Ainsi, le débiteur doit impérativement apposer, lui-même, le montant de la somme empruntée en chiffres et en lettres.

En cas de non-respect de ce formalisme, la reconnaissance de dette perd la force probante qui lui était normalement attachée, le document ne peut être considéré comme preuve parfaite.
Toutefois, selon la jurisprudence, le seul fait d’invoquer l’irrégularité de forme sans contester l’existence ou le moment de l’obligation, a pu être considéré comme un aveu implicite (Cour de cassation, 4 décembre 2002).

La reconnaissance de dette, qui ne respecte pas le formalisme de l’article 1326 du Code civil, peut être qualifiée de commencement de preuve par écrit.

Le document doit néanmoins rendre vraisemblable l’obligation.

Il est, en outre, nécessaire d’apporter un complément de preuve. Ce ou ces compléments relèvent de l’appréciation souveraine du juge.

La correspondance échangée entre les parties, les déclarations du débiteur ont ainsi été reconnues par la jurisprudence comme complément de preuve ( Cour de cassation, 3 mai 1977 ; Cour de cassation, 7 juillet 1976).

Ceci dit, la formalité de l'article 1326 du code civil ne s'applique qu'aux engagements de payer des sommes d'argent ou de fournir des choses fongibles (Cour d'appel de Versailles, 15 janvier 1988).

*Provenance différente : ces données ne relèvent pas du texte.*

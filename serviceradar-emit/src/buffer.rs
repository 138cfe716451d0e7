//! The buffered emitter: six per-poller buffers, each behind its
//! own short-critical-section mutex, drained on a periodic tick or on
//! shutdown. One lock per concern, never held across a datastore call.

use std::collections::HashMap;
use std::mem;
use std::sync::Mutex;

use serviceradar_common::{
    Database, DeviceUpdate, PollerStatus, Result, Service, ServiceStatus, SysmonMetricsBatch,
    SysmonStatus, TimeseriesMetric,
};
use serviceradar_registry::DeviceRegistry;

/// Per-channel flush outcome, used by callers to log/retry.
#[derive(Debug, Default)]
pub struct FlushReport {
    pub metrics_flushed: usize,
    pub services_flushed: usize,
    pub service_lists_flushed: usize,
    pub sysmon_flushed: usize,
    pub service_devices_flushed: usize,
    pub poller_statuses_flushed: usize,
    pub errors: Vec<serviceradar_common::CoreError>,
}

/// Buffers metrics, service statuses, catalogue rows, sysmon batches,
/// service-device updates, and poller-status updates in memory, draining
/// each to its datastore target on a timer or at shutdown.
#[derive(Default)]
pub struct BufferedEmitter {
    metrics: Mutex<HashMap<String, Vec<TimeseriesMetric>>>,
    services: Mutex<HashMap<String, Vec<ServiceStatus>>>,
    service_lists: Mutex<HashMap<String, Vec<Service>>>,
    sysmon: Mutex<HashMap<String, Vec<SysmonMetricsBatch>>>,
    /// Keyed by `device_id`; kept the update with the greatest `timestamp`.
    service_devices: Mutex<HashMap<String, DeviceUpdate>>,
    poller_statuses: Mutex<HashMap<String, PollerStatus>>,
}

impl BufferedEmitter {
    pub fn new() -> Self {
        Self::default()
    }

    pub fn buffer_metrics(&self, poller_id: &str, metrics: impl IntoIterator<Item = TimeseriesMetric>) {
        let mut guard = self.metrics.lock().expect("metrics buffer lock poisoned");
        guard.entry(poller_id.to_string()).or_default().extend(metrics);
    }

    pub fn buffer_service_status(&self, poller_id: &str, status: ServiceStatus) {
        let mut guard = self.services.lock().expect("services buffer lock poisoned");
        guard.entry(poller_id.to_string()).or_default().push(status);
    }

    pub fn buffer_service(&self, poller_id: &str, service: Service) {
        let mut guard = self.service_lists.lock().expect("service list buffer lock poisoned");
        guard.entry(poller_id.to_string()).or_default().push(service);
    }

    pub fn buffer_sysmon(&self, poller_id: &str, host_id: String, status: SysmonStatus, partition: String) {
        let mut guard = self.sysmon.lock().expect("sysmon buffer lock poisoned");
        guard
            .entry(poller_id.to_string())
            .or_default()
            .push(SysmonMetricsBatch { host_id, partition, status });
    }

    /// Buffer a service-device update, keeping the one with the greatest
    /// `timestamp` when one is already buffered for the same `device_id`.
    pub fn buffer_service_device(&self, update: DeviceUpdate) {
        let mut guard = self.service_devices.lock().expect("service device buffer lock poisoned");
        guard
            .entry(update.device_id.clone())
            .and_modify(|existing| {
                if update.timestamp > existing.timestamp {
                    *existing = update.clone();
                }
            })
            .or_insert(update);
    }

    pub fn buffer_poller_status(&self, poller_id: &str, status: PollerStatus) {
        let mut guard = self.poller_statuses.lock().expect("poller status buffer lock poisoned");
        guard
            .entry(poller_id.to_string())
            .and_modify(|existing| {
                if status.last_seen > existing.last_seen {
                    *existing = status;
                }
            })
            .or_insert(status);
    }

    fn drain_metrics(&self) -> HashMap<String, Vec<TimeseriesMetric>> {
        mem::take(&mut *self.metrics.lock().expect("metrics buffer lock poisoned"))
    }

    fn restore_metrics(&self, drained: HashMap<String, Vec<TimeseriesMetric>>) {
        let mut guard = self.metrics.lock().expect("metrics buffer lock poisoned");
        for (poller_id, mut batch) in drained {
            guard.entry(poller_id).or_default().append(&mut batch);
        }
    }

    /// Flush every buffer against `db` (and the service-device buffer
    /// against `registry`). A channel that fails to flush is retained,
    /// merged with anything buffered since the drain began, and retried on
    /// the next call.
    pub async fn flush_all<D: Database>(&self, db: &D, registry: &DeviceRegistry<D>) -> FlushReport {
        let mut report = FlushReport::default();

        let metrics = self.drain_metrics();
        if !metrics.is_empty() {
            let flat: Vec<TimeseriesMetric> = metrics.values().flatten().cloned().collect();
            match db.store_metrics(&flat).await {
                Ok(()) => report.metrics_flushed = flat.len(),
                Err(e) => {
                    tracing::warn!(error = %e, "metrics flush failed; retaining buffer");
                    report.errors.push(e);
                    self.restore_metrics(metrics);
                }
            }
        }

        let services = mem::take(&mut *self.services.lock().expect("services buffer lock poisoned"));
        if !services.is_empty() {
            let flat: Vec<ServiceStatus> = services.values().flatten().cloned().collect();
            match db.update_service_statuses(&flat).await {
                Ok(()) => report.services_flushed = flat.len(),
                Err(e) => {
                    tracing::warn!(error = %e, "service status flush failed; retaining buffer");
                    report.errors.push(e);
                    let mut guard = self.services.lock().expect("services buffer lock poisoned");
                    for (poller_id, mut batch) in services {
                        guard.entry(poller_id).or_default().append(&mut batch);
                    }
                }
            }
        }

        let service_lists = mem::take(&mut *self.service_lists.lock().expect("service list buffer lock poisoned"));
        if !service_lists.is_empty() {
            let flat: Vec<Service> = service_lists.values().flatten().cloned().collect();
            match db.store_services(&flat).await {
                Ok(()) => report.service_lists_flushed = flat.len(),
                Err(e) => {
                    tracing::warn!(error = %e, "service catalogue flush failed; retaining buffer");
                    report.errors.push(e);
                    let mut guard = self.service_lists.lock().expect("service list buffer lock poisoned");
                    for (poller_id, mut batch) in service_lists {
                        guard.entry(poller_id).or_default().append(&mut batch);
                    }
                }
            }
        }

        let sysmon = mem::take(&mut *self.sysmon.lock().expect("sysmon buffer lock poisoned"));
        if !sysmon.is_empty() {
            let flat: Vec<SysmonMetricsBatch> = sysmon.values().flatten().cloned().collect();
            match db.store_sysmon_metrics(&flat).await {
                Ok(()) => report.sysmon_flushed = flat.len(),
                Err(e) => {
                    tracing::warn!(error = %e, "sysmon flush failed; retaining buffer");
                    report.errors.push(e);
                    let mut guard = self.sysmon.lock().expect("sysmon buffer lock poisoned");
                    for (poller_id, mut batch) in sysmon {
                        guard.entry(poller_id).or_default().append(&mut batch);
                    }
                }
            }
        }

        let service_devices = mem::take(&mut *self.service_devices.lock().expect("service device buffer lock poisoned"));
        if !service_devices.is_empty() {
            let updates: Vec<DeviceUpdate> = service_devices.values().cloned().collect();
            match registry.process_batch_device_updates(updates).await {
                Ok(()) => report.service_devices_flushed = service_devices.len(),
                Err(e) => {
                    tracing::warn!(error = %e, "service device flush failed; retaining buffer");
                    report.errors.push(e);
                    let mut guard = self.service_devices.lock().expect("service device buffer lock poisoned");
                    for (device_id, update) in service_devices {
                        guard
                            .entry(device_id)
                            .and_modify(|existing| {
                                if update.timestamp > existing.timestamp {
                                    *existing = update.clone();
                                }
                            })
                            .or_insert(update);
                    }
                }
            }
        }

        let poller_statuses = mem::take(&mut *self.poller_statuses.lock().expect("poller status buffer lock poisoned"));
        for (poller_id, status) in &poller_statuses {
            if let Err(e) = db.update_poller_status(poller_id, *status).await {
                tracing::warn!(%poller_id, error = %e, "poller status flush failed; retaining entry");
                report.errors.push(e);
                let mut guard = self.poller_statuses.lock().expect("poller status buffer lock poisoned");
                guard
                    .entry(poller_id.clone())
                    .and_modify(|existing| {
                        if status.last_seen > existing.last_seen {
                            *existing = *status;
                        }
                    })
                    .or_insert(*status);
            } else {
                report.poller_statuses_flushed += 1;
            }
        }

        report
    }
}
//! Error types shared across the ingest core.

use thiserror::Error;

/// Result type alias using [`CoreError`].
pub type Result<T> = std::result::Result<T, CoreError>;

/// Errors that can occur anywhere in the ingest → correlation → emission
/// pipeline.
#[derive(Error, Debug)]
pub enum CoreError {
    /// Configuration error.
    #[error("configuration error: {0}")]
    Config(String),

    /// Configuration file not found.
    #[error("configuration file not found: {path}")]
    ConfigNotFound { path: String },

    /// Configuration parse error.
    #[error("failed to parse configuration: {0}")]
    ConfigParse(String),

    /// Configuration validation error.
    #[error("configuration validation failed: {0}")]
    ConfigValidation(String),

    /// A service payload could not be decoded.
    #[error("decode error for service '{service}': {message}")]
    Decode { service: String, message: String },

    /// JSON (de)serialization error.
    #[error("serialization error: {0}")]
    Serialization(String),

    /// Device registry enrichment or publish failure.
    #[error("registry error: {0}")]
    Registry(String),

    /// A datastore call failed.
    #[error("datastore error: {0}")]
    Datastore(String),

    /// An alert was suppressed by cooldown. Expected, not a real failure.
    #[error("alert suppressed by cooldown for ({poller_id}, {title}, {service})")]
    AlertCooldown {
        poller_id: String,
        title: String,
        service: String,
    },

    /// I/O error.
    #[error("I/O error: {0}")]
    Io(#[from] std::io::Error),
}

impl CoreError {
    pub fn config(msg: impl Into<String>) -> Self {
        Self::Config(msg.into())
    }

    pub fn validation(msg: impl Into<String>) -> Self {
        Self::ConfigValidation(msg.into())
    }

    pub fn decode(service: impl Into<String>, msg: impl Into<String>) -> Self {
        Self::Decode {
            service: service.into(),
            message: msg.into(),
        }
    }

    pub fn registry(msg: impl Into<String>) -> Self {
        Self::Registry(msg.into())
    }

    pub fn datastore(msg: impl Into<String>) -> Self {
        Self::Datastore(msg.into())
    }

    /// True if this is the expected cooldown-suppression sentinel.
    pub fn is_cooldown(&self) -> bool {
        matches!(self, Self::AlertCooldown { .. })
    }
}

impl From<serde_json::Error> for CoreError {
    fn from(err: serde_json::Error) -> Self {
        Self::Serialization(err.to_string())
    }
}

impl From<json5::Error> for CoreError {
    fn from(err: json5::Error) -> Self {
        Self::ConfigParse(err.to_string())
    }
}
//! The stats aggregator: periodically snapshots the registry,
//! reconciles it against the datastore's authoritative count, and exposes
//! aggregate gauges plus an anomaly alert when non-canonical records spike.

use std::collections::HashMap;
use std::sync::atomic::{AtomicU64, Ordering};

use serviceradar_common::{AlertLevel, AlertSink, Database, DeviceStatsMeta, DeviceStatsSnapshot, PartitionStats, StatsSink, WebhookAlert};
use serviceradar_registry::{a_wins_tiebreak, DeviceRecord, DeviceRegistry};

use crate::cooldown::CooldownTracker;

const ONE_DAY_MILLIS: i64 = 24 * 60 * 60 * 1000;

/// Picks a winner within one canonical-ID group: records that claim their
/// own `device_id` as canonical are preferred over aliases, then
/// `a_wins_tiebreak` decides among equals.
fn group_winner(records: &[&DeviceRecord]) -> usize {
    let mut best = 0;
    for i in 1..records.len() {
        let a_is_canonical = records[i].device_id == records[i].canonical_device_id();
        let b_is_canonical = records[best].device_id == records[best].canonical_device_id();
        let a_wins = match (a_is_canonical, b_is_canonical) {
            (true, false) => true,
            (false, true) => false,
            _ => a_wins_tiebreak(records[i], records[best]),
        };
        if a_wins {
            best = i;
        }
    }
    best
}

/// Periodically computes a [`DeviceStatsSnapshot`] from the registry's
/// in-memory records, reconciled against the datastore's authoritative
/// device count.
pub struct StatsAggregator<D: Database> {
    registry: std::sync::Arc<DeviceRegistry<D>>,
    sink: Box<dyn StatsSink>,
    anomaly_cooldown: CooldownTracker,
    previous_skipped_non_canonical: AtomicU64,
}

impl<D: Database> StatsAggregator<D> {
    pub fn new(registry: std::sync::Arc<DeviceRegistry<D>>, sink: Box<dyn StatsSink>, anomaly_cooldown: std::time::Duration) -> Self {
        Self {
            registry,
            sink,
            anomaly_cooldown: CooldownTracker::new(anomaly_cooldown),
            previous_skipped_non_canonical: AtomicU64::new(0),
        }
    }

    /// Run one refresh cycle, then fire the anomaly alert if the caller
    /// supplies an `alerts` sink and the threshold condition is met.
    pub async fn refresh<A: AlertSink>(&self, now: i64, alerts: Option<&A>) -> (DeviceStatsSnapshot, DeviceStatsMeta) {
        let records = self.registry.snapshot_records();
        let mut meta = DeviceStatsMeta::default();
        meta.raw_records = records.len() as u64;

        let mut groups: HashMap<String, Vec<&DeviceRecord>> = HashMap::new();
        for record in &records {
            if record.device_id.is_empty() {
                meta.skipped_nil += 1;
                continue;
            }
            if record.is_tombstoned() {
                meta.skipped_tombstoned += 1;
                continue;
            }
            if record.is_service_component() {
                meta.skipped_service_components += 1;
                continue;
            }
            groups.entry(record.canonical_device_id().to_string()).or_default().push(record);
        }

        let mut retained: Vec<(DeviceRecord, bool)> = Vec::new(); // (record, is_inferred_fallback)
        for (canonical_id, group) in &groups {
            let winner_idx = group_winner(group);
            meta.skipped_non_canonical += (group.len() - 1) as u64;

            let winner = group[winner_idx];
            let is_inferred = winner.device_id != *canonical_id;
            if is_inferred {
                meta.inferred_canonical_fallback += 1;
            }

            if winner.is_sweep_only() && !winner.has_strong_identity() {
                meta.skipped_sweep_only += 1;
                continue;
            }

            retained.push((winner.clone(), is_inferred));
        }

        if let Ok(db_count) = self.registry_db_count().await {
            if (db_count as usize) < retained.len() {
                let to_prune = retained.len() - db_count as usize;
                let mut inferred_indices: Vec<usize> = retained
                    .iter()
                    .enumerate()
                    .filter(|(_, (_, inferred))| *inferred)
                    .map(|(i, _)| i)
                    .collect();
                inferred_indices.sort_by(|&a, &b| {
                    retained[a]
                        .0
                        .last_seen
                        .cmp(&retained[b].0.last_seen)
                        .then_with(|| retained[a].0.device_id.cmp(&retained[b].0.device_id))
                });
                let prune_set: std::collections::HashSet<usize> =
                    inferred_indices.into_iter().take(to_prune).collect();
                let mut kept = Vec::with_capacity(retained.len());
                for (i, entry) in retained.into_iter().enumerate() {
                    if !prune_set.contains(&i) {
                        kept.push(entry);
                    }
                }
                retained = kept;
            }
        }

        meta.processed_records = retained.iter().filter(|(_, inferred)| !inferred).count() as u64;

        let icmp_capable = self.registry.list_devices_with_capability("icmp");
        let snmp_capable = self.registry.list_devices_with_capability("snmp");
        let sysmon_capable = self.registry.list_devices_with_capability("sysmon");
        let icmp_set: std::collections::HashSet<&str> = icmp_capable.iter().map(String::as_str).collect();
        let snmp_set: std::collections::HashSet<&str> = snmp_capable.iter().map(String::as_str).collect();
        let sysmon_set: std::collections::HashSet<&str> = sysmon_capable.iter().map(String::as_str).collect();

        let mut snapshot = DeviceStatsSnapshot::default();
        let mut partitions: HashMap<String, PartitionStats> = HashMap::new();

        for (record, _) in &retained {
            snapshot.total += 1;
            if record.is_available {
                snapshot.available += 1;
            } else {
                snapshot.unavailable += 1;
            }
            if now - record.last_seen <= ONE_DAY_MILLIS {
                snapshot.active += 1;
            }

            let id = record.device_id.as_str();
            let has_icmp = icmp_set.contains(id);
            let has_snmp = snmp_set.contains(id);
            let has_sysmon = sysmon_set.contains(id);
            if has_icmp {
                snapshot.with_icmp += 1;
            }
            if has_snmp {
                snapshot.with_snmp += 1;
            }
            if has_sysmon {
                snapshot.with_sysmon += 1;
            }
            if has_icmp || has_snmp || has_sysmon {
                snapshot.with_collectors += 1;
            }

            let partition = record.device_id.split_once(':').map(|(p, _)| p).unwrap_or(&record.partition);
            let entry = partitions.entry(partition.to_string()).or_insert_with(|| PartitionStats {
                partition: partition.to_string(),
                device_count: 0,
                available_count: 0,
            });
            entry.device_count += 1;
            if record.is_available {
                entry.available_count += 1;
            }
        }

        snapshot.partitions = partitions.into_values().collect();
        self.sink.publish(&snapshot, &meta);

        let previous = self.previous_skipped_non_canonical.swap(meta.skipped_non_canonical, Ordering::SeqCst);
        if let Some(alerts) = alerts {
            if meta.skipped_non_canonical > previous {
                self.handle_anomaly(now, meta.skipped_non_canonical, alerts).await;
            }
        }

        (snapshot, meta)
    }

    async fn registry_db_count(&self) -> serviceradar_common::Result<u64> {
        self.registry.count_unified_devices().await
    }

    async fn handle_anomaly<A: AlertSink>(&self, now: i64, skipped_non_canonical: u64, alerts: &A) {
        if self.anomaly_cooldown.check("", "Stats Anomaly", "", now).is_err() {
            return;
        }

        let alert = WebhookAlert::new(
            AlertLevel::Warning,
            "Stats Anomaly",
            format!("skipped_non_canonical rose to {skipped_non_canonical}"),
            "",
            now,
        );
        if let Err(e) = alerts.alert(alert).await {
            if !e.is_cooldown() {
                tracing::warn!(error = %e, "failed to deliver stats anomaly alert");
            }
        }
    }
}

Par définition, sont des choses fongibles celles qui se consomment par l'usage et qui peuvent être remplacées par d'autres de même nature.

Par exemple, une reconnaissance de dettes ne pourrait concerner une promesse de bail (cour de cassation, 1ère chambre civile, 27 février 1963).

Ainsi, ne s'appliquerait-elle pas non plus à la "cession" d'un terrain. Celle-ci serait alors considérée comme une donation, rapportable à la succession.